==== Data supplied
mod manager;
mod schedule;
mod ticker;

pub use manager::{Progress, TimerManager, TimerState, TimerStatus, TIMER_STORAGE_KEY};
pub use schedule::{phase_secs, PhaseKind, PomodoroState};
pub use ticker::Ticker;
========
==== Data supplied
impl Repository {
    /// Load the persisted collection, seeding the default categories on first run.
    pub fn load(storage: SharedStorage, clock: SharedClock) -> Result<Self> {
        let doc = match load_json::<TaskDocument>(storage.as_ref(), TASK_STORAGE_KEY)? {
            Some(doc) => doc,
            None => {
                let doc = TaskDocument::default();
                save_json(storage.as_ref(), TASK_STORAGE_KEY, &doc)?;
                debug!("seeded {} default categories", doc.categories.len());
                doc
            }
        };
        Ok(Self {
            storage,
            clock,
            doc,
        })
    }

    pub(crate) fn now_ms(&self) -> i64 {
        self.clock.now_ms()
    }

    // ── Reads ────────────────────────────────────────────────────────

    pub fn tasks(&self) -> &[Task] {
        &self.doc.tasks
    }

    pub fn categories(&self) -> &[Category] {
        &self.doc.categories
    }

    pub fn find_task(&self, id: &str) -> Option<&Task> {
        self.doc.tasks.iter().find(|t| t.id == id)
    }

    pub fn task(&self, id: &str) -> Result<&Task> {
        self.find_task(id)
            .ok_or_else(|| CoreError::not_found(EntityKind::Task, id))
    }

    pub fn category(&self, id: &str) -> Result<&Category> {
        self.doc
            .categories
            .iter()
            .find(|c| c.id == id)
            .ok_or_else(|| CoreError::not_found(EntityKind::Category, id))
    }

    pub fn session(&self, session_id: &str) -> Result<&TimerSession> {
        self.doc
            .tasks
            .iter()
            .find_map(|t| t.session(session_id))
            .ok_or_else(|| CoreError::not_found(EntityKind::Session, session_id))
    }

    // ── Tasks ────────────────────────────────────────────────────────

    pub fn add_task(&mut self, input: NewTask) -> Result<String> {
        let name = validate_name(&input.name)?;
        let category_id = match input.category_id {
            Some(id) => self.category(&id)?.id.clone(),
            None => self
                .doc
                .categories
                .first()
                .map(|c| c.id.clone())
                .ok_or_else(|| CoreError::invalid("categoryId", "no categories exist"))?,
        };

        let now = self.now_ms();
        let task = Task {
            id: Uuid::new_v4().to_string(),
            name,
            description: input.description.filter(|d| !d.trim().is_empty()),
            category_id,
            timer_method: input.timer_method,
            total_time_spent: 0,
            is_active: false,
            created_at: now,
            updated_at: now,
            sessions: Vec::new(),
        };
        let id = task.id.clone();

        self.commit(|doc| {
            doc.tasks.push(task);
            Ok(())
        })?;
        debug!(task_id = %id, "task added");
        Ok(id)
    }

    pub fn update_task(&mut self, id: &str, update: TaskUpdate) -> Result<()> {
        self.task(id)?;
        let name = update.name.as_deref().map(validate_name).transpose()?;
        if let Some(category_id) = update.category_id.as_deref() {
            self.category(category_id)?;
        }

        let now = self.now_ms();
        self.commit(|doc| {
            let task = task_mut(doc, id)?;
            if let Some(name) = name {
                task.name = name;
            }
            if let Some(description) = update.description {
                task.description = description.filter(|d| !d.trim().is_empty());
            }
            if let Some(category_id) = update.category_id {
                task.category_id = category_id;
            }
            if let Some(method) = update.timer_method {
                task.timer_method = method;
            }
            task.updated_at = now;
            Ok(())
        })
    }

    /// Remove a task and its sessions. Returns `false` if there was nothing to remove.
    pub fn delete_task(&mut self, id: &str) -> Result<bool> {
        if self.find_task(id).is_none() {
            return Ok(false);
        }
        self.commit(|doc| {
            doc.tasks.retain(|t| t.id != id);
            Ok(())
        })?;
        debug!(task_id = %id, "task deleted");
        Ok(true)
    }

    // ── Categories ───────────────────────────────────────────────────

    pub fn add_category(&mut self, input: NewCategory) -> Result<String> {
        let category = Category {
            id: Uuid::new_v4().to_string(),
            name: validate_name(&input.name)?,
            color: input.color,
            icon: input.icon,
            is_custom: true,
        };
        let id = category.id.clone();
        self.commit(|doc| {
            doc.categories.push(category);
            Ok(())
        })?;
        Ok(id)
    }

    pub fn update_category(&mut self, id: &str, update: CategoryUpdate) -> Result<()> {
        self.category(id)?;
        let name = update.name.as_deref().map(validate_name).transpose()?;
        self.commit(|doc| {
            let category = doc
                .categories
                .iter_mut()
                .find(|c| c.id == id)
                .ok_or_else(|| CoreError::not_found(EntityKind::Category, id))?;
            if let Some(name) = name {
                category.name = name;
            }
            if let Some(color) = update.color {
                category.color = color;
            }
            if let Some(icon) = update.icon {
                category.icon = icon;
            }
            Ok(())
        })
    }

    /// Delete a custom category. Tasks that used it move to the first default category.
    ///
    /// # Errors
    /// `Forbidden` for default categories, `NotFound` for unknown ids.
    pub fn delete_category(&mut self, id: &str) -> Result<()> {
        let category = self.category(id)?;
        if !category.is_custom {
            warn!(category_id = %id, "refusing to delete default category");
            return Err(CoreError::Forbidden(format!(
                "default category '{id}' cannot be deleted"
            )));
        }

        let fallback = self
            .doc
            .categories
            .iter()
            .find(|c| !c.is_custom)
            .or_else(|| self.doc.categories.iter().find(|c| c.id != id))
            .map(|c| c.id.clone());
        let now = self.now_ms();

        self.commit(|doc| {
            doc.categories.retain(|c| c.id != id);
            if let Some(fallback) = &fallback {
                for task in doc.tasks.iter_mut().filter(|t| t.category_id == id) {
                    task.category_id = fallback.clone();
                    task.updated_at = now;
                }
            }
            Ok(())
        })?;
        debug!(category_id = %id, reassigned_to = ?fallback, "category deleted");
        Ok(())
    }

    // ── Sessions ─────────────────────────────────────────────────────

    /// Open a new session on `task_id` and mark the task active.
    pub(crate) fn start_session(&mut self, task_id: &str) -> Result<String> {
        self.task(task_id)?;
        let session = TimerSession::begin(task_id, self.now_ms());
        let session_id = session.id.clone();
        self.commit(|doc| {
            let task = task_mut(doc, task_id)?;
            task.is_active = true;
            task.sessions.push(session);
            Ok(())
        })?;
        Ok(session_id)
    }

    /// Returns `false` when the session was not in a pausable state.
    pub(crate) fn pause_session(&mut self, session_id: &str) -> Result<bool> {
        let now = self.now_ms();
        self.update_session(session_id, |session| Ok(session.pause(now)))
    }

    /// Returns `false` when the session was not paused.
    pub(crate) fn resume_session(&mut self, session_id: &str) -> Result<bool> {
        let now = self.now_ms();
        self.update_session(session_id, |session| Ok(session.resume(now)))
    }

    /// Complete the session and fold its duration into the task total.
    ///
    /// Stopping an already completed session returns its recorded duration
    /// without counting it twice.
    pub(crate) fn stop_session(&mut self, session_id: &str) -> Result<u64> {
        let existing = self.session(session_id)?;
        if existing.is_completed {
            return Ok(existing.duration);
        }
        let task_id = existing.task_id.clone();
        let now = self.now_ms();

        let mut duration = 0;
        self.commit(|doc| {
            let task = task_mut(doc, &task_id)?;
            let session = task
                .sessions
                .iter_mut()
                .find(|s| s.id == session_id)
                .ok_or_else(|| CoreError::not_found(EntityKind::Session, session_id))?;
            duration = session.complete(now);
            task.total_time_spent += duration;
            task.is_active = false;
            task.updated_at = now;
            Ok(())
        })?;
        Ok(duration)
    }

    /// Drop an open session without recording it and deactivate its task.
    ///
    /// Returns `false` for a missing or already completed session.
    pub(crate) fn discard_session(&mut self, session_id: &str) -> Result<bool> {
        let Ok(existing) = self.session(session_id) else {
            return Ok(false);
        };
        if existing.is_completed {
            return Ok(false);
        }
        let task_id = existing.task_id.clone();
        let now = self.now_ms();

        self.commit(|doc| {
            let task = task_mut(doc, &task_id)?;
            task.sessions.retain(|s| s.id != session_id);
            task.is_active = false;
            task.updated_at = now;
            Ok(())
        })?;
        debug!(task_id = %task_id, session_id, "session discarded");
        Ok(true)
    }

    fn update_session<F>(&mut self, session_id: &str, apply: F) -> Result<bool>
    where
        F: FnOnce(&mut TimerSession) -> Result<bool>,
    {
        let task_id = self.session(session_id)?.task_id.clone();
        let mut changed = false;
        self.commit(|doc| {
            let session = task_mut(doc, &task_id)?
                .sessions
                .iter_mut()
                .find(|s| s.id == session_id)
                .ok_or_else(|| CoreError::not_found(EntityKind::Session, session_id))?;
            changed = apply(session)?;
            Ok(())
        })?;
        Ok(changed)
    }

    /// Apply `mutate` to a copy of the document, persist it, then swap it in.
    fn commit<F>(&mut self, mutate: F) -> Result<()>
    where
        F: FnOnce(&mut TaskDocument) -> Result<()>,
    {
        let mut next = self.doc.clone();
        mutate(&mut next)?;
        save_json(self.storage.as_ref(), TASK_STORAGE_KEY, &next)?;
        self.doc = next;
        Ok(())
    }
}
========
==== Data supplied
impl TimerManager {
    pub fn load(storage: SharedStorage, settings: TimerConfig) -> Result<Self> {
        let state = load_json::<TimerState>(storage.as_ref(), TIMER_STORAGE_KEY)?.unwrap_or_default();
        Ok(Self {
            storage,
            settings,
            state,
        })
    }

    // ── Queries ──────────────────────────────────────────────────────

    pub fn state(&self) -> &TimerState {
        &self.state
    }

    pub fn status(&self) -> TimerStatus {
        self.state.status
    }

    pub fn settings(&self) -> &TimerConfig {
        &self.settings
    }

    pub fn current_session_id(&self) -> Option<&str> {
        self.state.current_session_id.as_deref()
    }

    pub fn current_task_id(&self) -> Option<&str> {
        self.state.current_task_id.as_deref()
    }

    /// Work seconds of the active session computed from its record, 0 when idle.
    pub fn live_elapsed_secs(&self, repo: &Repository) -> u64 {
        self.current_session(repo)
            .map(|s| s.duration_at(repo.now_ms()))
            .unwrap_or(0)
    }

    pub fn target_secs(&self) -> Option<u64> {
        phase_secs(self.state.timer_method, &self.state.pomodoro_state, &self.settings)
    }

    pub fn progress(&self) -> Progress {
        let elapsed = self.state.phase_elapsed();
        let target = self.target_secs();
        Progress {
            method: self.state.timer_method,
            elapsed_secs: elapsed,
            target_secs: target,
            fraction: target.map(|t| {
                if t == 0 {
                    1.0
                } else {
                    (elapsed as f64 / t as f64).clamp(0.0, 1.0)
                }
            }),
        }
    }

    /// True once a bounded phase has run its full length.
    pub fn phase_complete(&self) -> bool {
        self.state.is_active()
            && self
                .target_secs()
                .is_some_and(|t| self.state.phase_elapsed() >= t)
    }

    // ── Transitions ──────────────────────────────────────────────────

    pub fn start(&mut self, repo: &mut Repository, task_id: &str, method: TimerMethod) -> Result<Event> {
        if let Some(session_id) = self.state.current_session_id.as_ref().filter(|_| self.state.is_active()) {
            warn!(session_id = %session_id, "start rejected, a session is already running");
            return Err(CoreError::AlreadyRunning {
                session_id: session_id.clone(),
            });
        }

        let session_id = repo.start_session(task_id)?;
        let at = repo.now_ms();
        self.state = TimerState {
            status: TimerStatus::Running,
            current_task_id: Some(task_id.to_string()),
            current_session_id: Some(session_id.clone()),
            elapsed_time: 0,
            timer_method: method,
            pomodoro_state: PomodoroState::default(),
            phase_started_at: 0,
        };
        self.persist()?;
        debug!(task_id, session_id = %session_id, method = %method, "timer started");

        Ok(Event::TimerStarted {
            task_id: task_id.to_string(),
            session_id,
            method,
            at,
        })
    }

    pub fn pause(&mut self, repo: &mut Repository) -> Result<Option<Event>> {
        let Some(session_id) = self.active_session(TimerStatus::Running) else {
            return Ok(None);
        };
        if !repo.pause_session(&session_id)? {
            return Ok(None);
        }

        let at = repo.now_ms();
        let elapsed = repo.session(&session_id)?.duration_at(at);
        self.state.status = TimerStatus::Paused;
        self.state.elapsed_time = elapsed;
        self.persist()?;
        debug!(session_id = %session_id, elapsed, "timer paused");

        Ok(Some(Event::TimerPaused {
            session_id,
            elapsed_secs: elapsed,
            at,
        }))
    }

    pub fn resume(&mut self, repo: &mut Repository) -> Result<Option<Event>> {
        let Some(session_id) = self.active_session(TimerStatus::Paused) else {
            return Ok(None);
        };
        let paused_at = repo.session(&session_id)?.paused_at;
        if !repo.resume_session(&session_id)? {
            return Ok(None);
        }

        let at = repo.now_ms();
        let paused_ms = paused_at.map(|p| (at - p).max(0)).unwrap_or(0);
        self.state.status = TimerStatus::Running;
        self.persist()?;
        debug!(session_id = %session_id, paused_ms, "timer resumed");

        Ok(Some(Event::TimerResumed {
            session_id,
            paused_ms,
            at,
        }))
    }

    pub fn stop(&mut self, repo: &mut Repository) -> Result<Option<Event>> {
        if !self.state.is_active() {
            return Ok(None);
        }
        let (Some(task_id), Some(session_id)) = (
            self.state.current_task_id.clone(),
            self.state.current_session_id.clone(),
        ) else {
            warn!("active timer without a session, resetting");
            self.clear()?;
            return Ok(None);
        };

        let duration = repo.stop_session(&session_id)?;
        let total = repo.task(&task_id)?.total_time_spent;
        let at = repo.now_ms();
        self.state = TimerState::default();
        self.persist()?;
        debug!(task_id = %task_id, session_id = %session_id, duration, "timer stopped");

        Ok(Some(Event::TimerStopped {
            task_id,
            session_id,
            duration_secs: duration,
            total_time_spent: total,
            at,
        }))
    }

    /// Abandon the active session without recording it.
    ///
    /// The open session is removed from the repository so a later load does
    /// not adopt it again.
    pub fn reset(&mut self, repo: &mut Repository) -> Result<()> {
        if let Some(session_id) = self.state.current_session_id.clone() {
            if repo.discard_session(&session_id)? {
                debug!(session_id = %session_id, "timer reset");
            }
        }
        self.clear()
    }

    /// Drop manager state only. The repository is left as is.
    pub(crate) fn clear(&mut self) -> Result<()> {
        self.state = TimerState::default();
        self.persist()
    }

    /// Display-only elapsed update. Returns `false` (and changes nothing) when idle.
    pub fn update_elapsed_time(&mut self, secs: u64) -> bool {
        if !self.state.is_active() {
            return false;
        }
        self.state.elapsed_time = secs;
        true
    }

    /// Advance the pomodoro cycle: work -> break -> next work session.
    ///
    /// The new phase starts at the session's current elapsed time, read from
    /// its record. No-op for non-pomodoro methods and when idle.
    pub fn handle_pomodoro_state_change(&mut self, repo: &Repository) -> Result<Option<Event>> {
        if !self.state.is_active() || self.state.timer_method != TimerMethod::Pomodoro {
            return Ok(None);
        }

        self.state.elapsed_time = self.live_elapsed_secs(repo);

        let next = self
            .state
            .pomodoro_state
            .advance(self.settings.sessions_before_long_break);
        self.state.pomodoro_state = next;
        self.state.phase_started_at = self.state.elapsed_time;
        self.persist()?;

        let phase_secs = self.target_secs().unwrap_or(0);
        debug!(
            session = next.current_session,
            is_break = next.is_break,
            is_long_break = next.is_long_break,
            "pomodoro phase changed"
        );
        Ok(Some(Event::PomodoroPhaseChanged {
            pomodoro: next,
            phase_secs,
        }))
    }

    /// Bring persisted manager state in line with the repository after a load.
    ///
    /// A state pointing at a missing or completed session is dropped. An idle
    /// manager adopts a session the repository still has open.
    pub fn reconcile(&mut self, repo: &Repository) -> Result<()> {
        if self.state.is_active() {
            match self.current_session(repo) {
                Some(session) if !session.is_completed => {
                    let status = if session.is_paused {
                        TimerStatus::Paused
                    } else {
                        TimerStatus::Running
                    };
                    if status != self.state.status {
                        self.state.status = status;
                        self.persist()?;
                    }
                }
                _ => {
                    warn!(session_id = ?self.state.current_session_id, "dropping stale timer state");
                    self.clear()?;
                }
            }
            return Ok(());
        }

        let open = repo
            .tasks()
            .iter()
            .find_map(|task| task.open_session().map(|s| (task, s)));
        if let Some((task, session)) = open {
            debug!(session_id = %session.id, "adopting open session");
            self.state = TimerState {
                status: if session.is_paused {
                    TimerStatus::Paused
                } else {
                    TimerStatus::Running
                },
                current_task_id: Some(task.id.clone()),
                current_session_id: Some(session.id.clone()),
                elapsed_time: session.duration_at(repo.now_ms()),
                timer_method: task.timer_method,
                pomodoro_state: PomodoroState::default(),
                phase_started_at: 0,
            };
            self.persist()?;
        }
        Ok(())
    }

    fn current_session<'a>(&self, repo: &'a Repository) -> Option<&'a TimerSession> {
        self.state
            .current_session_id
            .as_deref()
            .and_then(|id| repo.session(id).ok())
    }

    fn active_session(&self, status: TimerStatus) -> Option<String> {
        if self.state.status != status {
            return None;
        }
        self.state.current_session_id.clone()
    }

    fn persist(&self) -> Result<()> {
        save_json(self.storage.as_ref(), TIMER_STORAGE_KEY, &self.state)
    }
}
========
Read the data above. Pull out each line in which the string "Progress" appears.

Your response>
pub use manager::{Progress, TimerManager, TimerState, TimerStatus, TIMER_STORAGE_KEY};
    pub fn progress(&self) -> Progress {
        Progress {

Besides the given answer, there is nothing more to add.